Do you have enough typewriters?

I really like the idea that 'if they haven't learned it you haven't taught it'. It completely turns around the paradigm that it is the responsibility of the learner to learn. And if you adopt the idea, it challenges the standard paradigm of high performance sport. Yes, that's right!

The key difference is the way you approach things. If only one person needs to learn for you to be successful coaching your squad, then you can afford to do the same thing until someone ends up working it out. You don't need to change how you are doing things, you don't need to personalise, you don't need self-reflection and research to find better ways of doing things. But if you need all your athletes to be the best they can be, you have to work differently.

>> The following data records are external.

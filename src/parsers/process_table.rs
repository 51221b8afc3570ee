//! Parser for the boxed `mysql --table` process list output.
//!
//! Columns are located by header name, not position, so reordered or extra
//! columns do not break extraction. Rows are excluded when the session is
//! idle, carries no query text, or is the channel's own connection. A
//! missing required column fails the whole table; a malformed individual
//! row is skipped so the remaining rows still produce a snapshot.

use chrono::{DateTime, Utc};

use crate::{ParsedQuery, ProcessSnapshot, normalize_info};

use super::{ParseError, ParseResult};

const NULL_MARKER: &str = "NULL";

/// Is this the boxed table format (`+----+` border rows)?
pub fn recognizes(raw: &str) -> bool {
    raw.lines()
        .find(|line| !line.trim().is_empty())
        .is_some_and(|line| line.starts_with('+'))
}

struct Columns {
    id: usize,
    user: usize,
    host: usize,
    db: usize,
    command: usize,
    time: usize,
    state: usize,
    info: usize,
}

impl Columns {
    fn locate(headers: &[&str]) -> ParseResult<Self> {
        let find = |name: &str| {
            headers
                .iter()
                .position(|h| h.eq_ignore_ascii_case(name))
                .ok_or_else(|| ParseError::MissingField(name.to_string()))
        };
        Ok(Self {
            id: find("ID")?,
            user: find("USER")?,
            host: find("HOST")?,
            db: find("DB")?,
            command: find("COMMAND")?,
            time: find("TIME")?,
            state: find("STATE")?,
            info: find("INFO")?,
        })
    }
}

fn split_row(line: &str) -> Vec<&str> {
    // "| a | b |" -> ["a", "b"]; the outer split produces empty edge cells.
    let cells: Vec<&str> = line.split('|').map(str::trim).collect();
    if cells.len() < 3 {
        return Vec::new();
    }
    cells[1..cells.len() - 1].to_vec()
}

fn optional_cell(cell: &str) -> Option<String> {
    if cell.is_empty() || cell == NULL_MARKER {
        None
    } else {
        Some(cell.to_string())
    }
}

/// Parse a boxed process table into a [`ProcessSnapshot`].
///
/// `own_session_id` additionally excludes the monitoring connection itself
/// when the caller knows its id; the generating query already excludes it
/// server-side, so `None` is the common case.
pub fn parse(
    raw: &str,
    timestamp: DateTime<Utc>,
    own_session_id: Option<u64>,
) -> ParseResult<ProcessSnapshot> {
    let mut data_rows = Vec::new();
    let mut headers = None;

    for line in raw.lines() {
        let line = line.trim_end();
        if !line.starts_with('|') {
            continue;
        }
        if headers.is_none() {
            headers = Some(split_row(line));
        } else {
            data_rows.push(split_row(line));
        }
    }

    let headers = headers
        .ok_or_else(|| ParseError::UnexpectedFormat("no header row in process table".into()))?;
    let columns = Columns::locate(&headers)?;

    let mut queries = Vec::new();
    for row in data_rows {
        // An anomalous row (query text containing a literal separator,
        // garbled numerics) only costs that row, never the snapshot.
        if row.len() != headers.len() {
            continue;
        }

        let command = row[columns.command];
        let info = row[columns.info];
        if command.eq_ignore_ascii_case("sleep") || command.eq_ignore_ascii_case("daemon") {
            continue;
        }
        if info.is_empty() || info == NULL_MARKER {
            continue;
        }

        let Ok(id) = row[columns.id].parse::<u64>() else {
            continue;
        };
        if own_session_id == Some(id) {
            continue;
        }

        let Ok(elapsed_seconds) = row[columns.time].parse::<u64>() else {
            continue;
        };

        queries.push(ParsedQuery {
            id,
            user: row[columns.user].to_string(),
            host: row[columns.host].to_string(),
            db: optional_cell(row[columns.db]),
            command: command.to_string(),
            elapsed_seconds,
            state: optional_cell(row[columns.state]),
            info: normalize_info(info),
        });
    }

    // Stable sort: ties keep original row order.
    queries.sort_by_key(|q| std::cmp::Reverse(q.elapsed_seconds));

    Ok(ProcessSnapshot { timestamp, queries })
}
//! End-to-end tests: remote output through detection into the store

use chrono::Local;
use mysqlguard::HeaviestQuery;
use mysqlguard::sampler::SamplerActor;
use pretty_assertions::assert_eq;

use crate::helpers::*;

#[tokio::test]
async fn spike_flows_from_remote_output_into_the_store() {
    let dir = tempfile::tempdir().unwrap();
    let store = test_store(&dir);
    let monitor = manual_tick_config();

    let (session, state) = FakeSession::new();
    FakeSession::reply(&state, "top", TOP_SPIKE);
    FakeSession::reply(&state, "PROCESSLIST", PROCESSLIST);
    FakeSession::reply(&state, "free", FREE_LOW);

    let (handle, join) = SamplerActor::spawn(
        test_channel(session),
        test_detector(&monitor),
        store.clone(),
        test_mysql_config(),
        monitor,
        1234,
    );
    handle.tick_now().await.unwrap();
    handle.shutdown().await;
    join.await.unwrap().unwrap();

    let events = store.read_cpu_events(Local::now().date_naive()).unwrap();
    assert_eq!(events.len(), 1);
    assert_eq!(events[0].cpu_percent, 95.0);
    assert_eq!(events[0].pid, 1234);
    assert_eq!(events[0].queries.len(), 2);
    match &events[0].heaviest {
        HeaviestQuery::Query(query) => {
            assert_eq!(query.id, 42);
            assert_eq!(query.elapsed_seconds, 90);
            assert_eq!(query.info, "SELECT * FROM orders");
        }
        other => panic!("expected attributed query, got {other:?}"),
    }

    // Memory stayed below its threshold, nothing recorded.
    assert!(
        store
            .read_memory_events(Local::now().date_naive())
            .unwrap()
            .is_empty()
    );
}

#[tokio::test]
async fn repeated_spikes_are_recorded_once_each() {
    let dir = tempfile::tempdir().unwrap();
    let store = test_store(&dir);
    let monitor = manual_tick_config();

    let (session, state) = FakeSession::new();
    FakeSession::reply(&state, "top", TOP_SPIKE);
    FakeSession::reply(&state, "PROCESSLIST", PROCESSLIST);
    FakeSession::reply(&state, "free", FREE_LOW);

    let (handle, join) = SamplerActor::spawn(
        test_channel(session),
        test_detector(&monitor),
        store.clone(),
        test_mysql_config(),
        monitor,
        1234,
    );
    for _ in 0..4 {
        handle.tick_now().await.unwrap();
    }
    handle.shutdown().await;
    join.await.unwrap().unwrap();

    let events = store.read_cpu_events(Local::now().date_naive()).unwrap();
    assert_eq!(events.len(), 4);
}

#[tokio::test]
async fn memory_dedup_holds_across_a_monitor_restart() {
    let dir = tempfile::tempdir().unwrap();
    let monitor = manual_tick_config();

    for _restart in 0..2 {
        let (session, state) = FakeSession::new();
        FakeSession::reply(&state, "top", TOP_IDLE);
        FakeSession::reply(&state, "free", FREE_HIGH);

        // Each iteration re-opens the store, as a restarted process would.
        let store = test_store(&dir);
        let (handle, join) = SamplerActor::spawn(
            test_channel(session),
            test_detector(&monitor),
            store,
            test_mysql_config(),
            monitor.clone(),
            1234,
        );
        handle.tick_now().await.unwrap();
        handle.tick_now().await.unwrap();
        handle.shutdown().await;
        join.await.unwrap().unwrap();
    }

    let store = test_store(&dir);
    let events = store.read_memory_events(Local::now().date_naive()).unwrap();
    assert_eq!(events.len(), 1, "one memory event per day, restarts included");
}

#[tokio::test]
async fn credential_failure_aborts_the_sampler() {
    let dir = tempfile::tempdir().unwrap();
    let store = test_store(&dir);
    let monitor = manual_tick_config();

    let (session, state) = FakeSession::new();
    FakeSession::reply_stderr(
        &state,
        "top",
        "ERROR 1045 (28000): Access denied for user 'perf'@'localhost'",
    );

    let (handle, join) = SamplerActor::spawn(
        test_channel(session),
        test_detector(&monitor),
        store,
        test_mysql_config(),
        monitor,
        1234,
    );

    assert!(handle.tick_now().await.is_err());
    let err = join.await.unwrap().unwrap_err();
    assert!(err.to_string().contains("credential failure"));
    assert!(
        !state.lock().unwrap().connected,
        "the channel is closed before the sampler exits"
    );
}

#[tokio::test]
async fn unreadable_processlist_degrades_the_event_not_the_loop() {
    let dir = tempfile::tempdir().unwrap();
    let store = test_store(&dir);
    let monitor = manual_tick_config();

    let (session, state) = FakeSession::new();
    FakeSession::reply(&state, "top", TOP_SPIKE);
    FakeSession::reply(&state, "PROCESSLIST", "mysqld: unexpected banner\nno table here");
    FakeSession::reply(&state, "free", FREE_LOW);

    let (handle, join) = SamplerActor::spawn(
        test_channel(session),
        test_detector(&monitor),
        store.clone(),
        test_mysql_config(),
        monitor,
        1234,
    );
    handle.tick_now().await.unwrap();
    handle.shutdown().await;
    join.await.unwrap().unwrap();

    let events = store.read_cpu_events(Local::now().date_naive()).unwrap();
    assert_eq!(events.len(), 1);
    assert_eq!(events[0].heaviest, HeaviestQuery::SnapshotUnavailable);
}
//! SSH-backed [`RemoteSession`] using the system `ssh` client.
//!
//! A ControlMaster connection is established once and multiplexed for every
//! command, so per-command latency stays low and the channel's
//! `is_connected` check has a real session to reflect. Authentication is
//! whatever the local ssh configuration provides (keys, agent); passwords
//! are never driven through a pty here.

use std::io;
use std::path::PathBuf;
use std::process::Stdio;

use async_trait::async_trait;
use tokio::process::Command;
use tracing::{debug, info, warn};

use crate::config::SshConfig;

use super::{RemoteOutput, RemoteSession};

/// Exit status the ssh client reserves for transport/connection failures.
const SSH_TRANSPORT_FAILURE: i32 = 255;

pub struct SshSession {
    config: SshConfig,
    control_dir: tempfile::TempDir,
    connected: bool,
}

impl SshSession {
    /// Establish the master connection.
    pub async fn connect(config: SshConfig) -> io::Result<Self> {
        let control_dir = tempfile::tempdir()?;
        let mut session = Self {
            config,
            control_dir,
            connected: false,
        };
        session.open_master().await?;
        Ok(session)
    }

    fn control_path(&self) -> PathBuf {
        self.control_dir.path().join("control.sock")
    }

    fn destination(&self) -> String {
        format!("{}@{}", self.config.user, self.config.host)
    }

    fn base_command(&self) -> Command {
        let mut cmd = Command::new("ssh");
        cmd.arg("-o")
            .arg(format!("ControlPath={}", self.control_path().display()))
            .arg("-o")
            .arg("BatchMode=yes")
            .arg("-p")
            .arg(self.config.port.to_string())
            .stdin(Stdio::null())
            .stdout(Stdio::piped())
            .stderr(Stdio::piped());
        cmd
    }

    async fn open_master(&mut self) -> io::Result<()> {
        info!(
            "opening ssh master connection to {}:{}",
            self.config.host, self.config.port
        );
        let output = self
            .base_command()
            .arg("-M")
            .arg("-N")
            .arg("-f")
            .arg(self.destination())
            .output()
            .await?;

        if !output.status.success() {
            let stderr = String::from_utf8_lossy(&output.stderr);
            return Err(io::Error::new(
                io::ErrorKind::ConnectionRefused,
                format!("ssh master failed: {}", stderr.trim()),
            ));
        }

        self.connected = true;
        debug!("ssh master connection established");
        Ok(())
    }

    async fn close_master(&mut self) {
        if !self.connected {
            return;
        }
        let result = self
            .base_command()
            .arg("-O")
            .arg("exit")
            .arg(self.destination())
            .output()
            .await;
        if let Err(e) = result {
            warn!("failed to close ssh master cleanly: {e}");
        }
        self.connected = false;
    }
}

#[async_trait]
impl RemoteSession for SshSession {
    async fn exec(&mut self, command: &str) -> io::Result<RemoteOutput> {
        let output = self
            .base_command()
            .arg(self.destination())
            .arg(command)
            .output()
            .await?;

        if output.status.code() == Some(SSH_TRANSPORT_FAILURE) {
            self.connected = false;
            let stderr = String::from_utf8_lossy(&output.stderr);
            return Err(io::Error::new(
                io::ErrorKind::BrokenPipe,
                format!("ssh transport failure: {}", stderr.trim()),
            ));
        }

        Ok(RemoteOutput {
            stdout: String::from_utf8_lossy(&output.stdout).into_owned(),
            stderr: String::from_utf8_lossy(&output.stderr).into_owned(),
        })
    }

    async fn reconnect(&mut self) -> io::Result<()> {
        warn!("ssh session inactive, re-establishing master connection");
        self.close_master().await;
        self.open_master().await
    }

    fn is_connected(&self) -> bool {
        self.connected
    }

    async fn close(&mut self) {
        self.close_master().await;
        info!("ssh session closed");
    }
}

I've written before about the 'High Performance Pyramid' (here and here), which is basically a theory that says if you have a certain number of athletes successfully involved in your sport at the local level, it will logically lead to a proportional number of athletes successfully involved at the highest level. It looks something like this:
There are a number of flaws to this theory (really, there are a LOT), my two favourite at the moment are:
  • what exactly is the bottom number of athletes we need to develop 1 internationally successful athlete? If it is 10,000 and we only have 5,000, then we get half an international athlete at the top. If we only have 1,000......
  • we are assuming that all coaching is the same and that all coaches are capable of developing an internationally successful athlete. Maybe the one international athlete we develop is because we had one coach capable of developing international athletes. In this case, if we had two coaches of this capability would we end up with two athletes? What if we had no coaches of that capability?
A similar concept to the pyramid theory is the Infinite Monkey Theory. I'll heavily paraphrase, but in the context of sport it says that, if you have enough unskilled practitioners working for long enough, you will succeed eventually. And this theory, anecdotally, has been proven. I've worked with a program which has been a leader in State and National competitions for a couple of decades. Over this time their deserved success was due to a number of things, but technical excellence was never one of them. Recently an athlete has come through the program technically excellent in all skill areas. He was taught the same as everyone else, but somehow ended up technically proficient.

So with one theory, the coach finds a way to get the most out of the athlete no matter what. The other says that if you work with enough athletes, eventually one will make it to the top. But one other key variable is time, and if you have a finite time to achieve high performance success, the only real question is, do you have enough typewriters?